_WHAT IS NEEDED:_
Take the lines below between the one holding "filename paging/src/loader.rs" and the one holding "and delivers the", inclusive, and copy them exactly. Add nothing.

====================

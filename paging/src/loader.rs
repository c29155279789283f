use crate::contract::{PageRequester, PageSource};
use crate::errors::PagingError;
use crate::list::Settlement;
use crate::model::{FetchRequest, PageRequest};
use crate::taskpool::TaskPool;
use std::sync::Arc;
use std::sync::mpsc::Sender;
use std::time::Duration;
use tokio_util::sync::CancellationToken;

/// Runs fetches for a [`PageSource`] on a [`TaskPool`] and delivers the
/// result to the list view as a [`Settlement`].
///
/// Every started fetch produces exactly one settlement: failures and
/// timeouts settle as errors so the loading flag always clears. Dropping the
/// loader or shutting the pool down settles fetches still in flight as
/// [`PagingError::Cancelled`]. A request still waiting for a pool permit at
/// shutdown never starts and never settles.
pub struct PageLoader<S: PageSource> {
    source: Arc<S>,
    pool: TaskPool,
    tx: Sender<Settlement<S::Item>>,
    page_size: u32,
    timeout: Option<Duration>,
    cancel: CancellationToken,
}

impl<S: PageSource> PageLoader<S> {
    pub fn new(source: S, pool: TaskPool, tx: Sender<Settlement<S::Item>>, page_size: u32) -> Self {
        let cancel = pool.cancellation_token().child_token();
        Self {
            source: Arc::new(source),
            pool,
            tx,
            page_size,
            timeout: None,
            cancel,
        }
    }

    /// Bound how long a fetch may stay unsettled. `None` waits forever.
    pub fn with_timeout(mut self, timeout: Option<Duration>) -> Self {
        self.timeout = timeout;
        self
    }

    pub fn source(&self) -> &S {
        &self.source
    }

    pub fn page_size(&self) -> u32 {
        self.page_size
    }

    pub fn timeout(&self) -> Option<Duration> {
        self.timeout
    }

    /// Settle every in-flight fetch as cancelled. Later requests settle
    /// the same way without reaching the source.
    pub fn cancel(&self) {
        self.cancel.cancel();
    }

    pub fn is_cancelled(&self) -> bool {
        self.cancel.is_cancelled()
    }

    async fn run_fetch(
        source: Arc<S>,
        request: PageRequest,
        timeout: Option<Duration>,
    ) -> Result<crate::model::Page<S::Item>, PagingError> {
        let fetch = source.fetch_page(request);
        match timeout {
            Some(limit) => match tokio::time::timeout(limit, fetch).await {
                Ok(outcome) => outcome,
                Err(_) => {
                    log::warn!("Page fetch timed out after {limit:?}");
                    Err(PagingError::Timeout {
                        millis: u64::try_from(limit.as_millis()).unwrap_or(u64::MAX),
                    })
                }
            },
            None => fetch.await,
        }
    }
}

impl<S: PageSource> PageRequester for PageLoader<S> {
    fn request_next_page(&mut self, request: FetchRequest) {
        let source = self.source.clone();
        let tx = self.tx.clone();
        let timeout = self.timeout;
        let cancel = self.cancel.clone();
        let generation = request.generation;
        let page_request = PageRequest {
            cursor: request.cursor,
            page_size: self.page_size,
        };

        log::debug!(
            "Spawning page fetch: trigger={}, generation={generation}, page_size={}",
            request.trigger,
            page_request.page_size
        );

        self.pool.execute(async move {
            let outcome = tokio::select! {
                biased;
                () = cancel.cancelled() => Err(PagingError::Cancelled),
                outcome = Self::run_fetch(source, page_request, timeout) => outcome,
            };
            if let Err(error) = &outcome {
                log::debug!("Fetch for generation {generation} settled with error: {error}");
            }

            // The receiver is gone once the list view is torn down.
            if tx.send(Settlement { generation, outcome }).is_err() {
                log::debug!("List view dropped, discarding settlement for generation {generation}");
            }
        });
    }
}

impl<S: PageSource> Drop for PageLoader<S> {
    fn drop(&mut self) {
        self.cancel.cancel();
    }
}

====================

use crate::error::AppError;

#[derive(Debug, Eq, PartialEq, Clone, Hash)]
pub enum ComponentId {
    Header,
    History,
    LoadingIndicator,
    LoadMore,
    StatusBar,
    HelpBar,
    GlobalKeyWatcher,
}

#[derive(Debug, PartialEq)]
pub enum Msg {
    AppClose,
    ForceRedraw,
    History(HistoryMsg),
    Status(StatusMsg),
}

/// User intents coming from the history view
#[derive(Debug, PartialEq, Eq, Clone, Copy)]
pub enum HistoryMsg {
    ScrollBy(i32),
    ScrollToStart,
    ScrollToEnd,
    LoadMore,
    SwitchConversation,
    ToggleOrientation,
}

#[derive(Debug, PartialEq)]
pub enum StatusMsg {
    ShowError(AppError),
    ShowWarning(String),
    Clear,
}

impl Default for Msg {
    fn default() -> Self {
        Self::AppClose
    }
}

====================

_EXERCISE RESPONSE:_
filename paging/src/loader.rs
repository c29155279789283f
use crate::contract::{PageRequester, PageSource};
use crate::errors::PagingError;
use crate::list::Settlement;
use crate::model::{FetchRequest, PageRequest};
use crate::taskpool::TaskPool;
use std::sync::Arc;
use std::sync::mpsc::Sender;
use std::time::Duration;
use tokio_util::sync::CancellationToken;

/// Runs fetches for a [`PageSource`] on a [`TaskPool`] and delivers the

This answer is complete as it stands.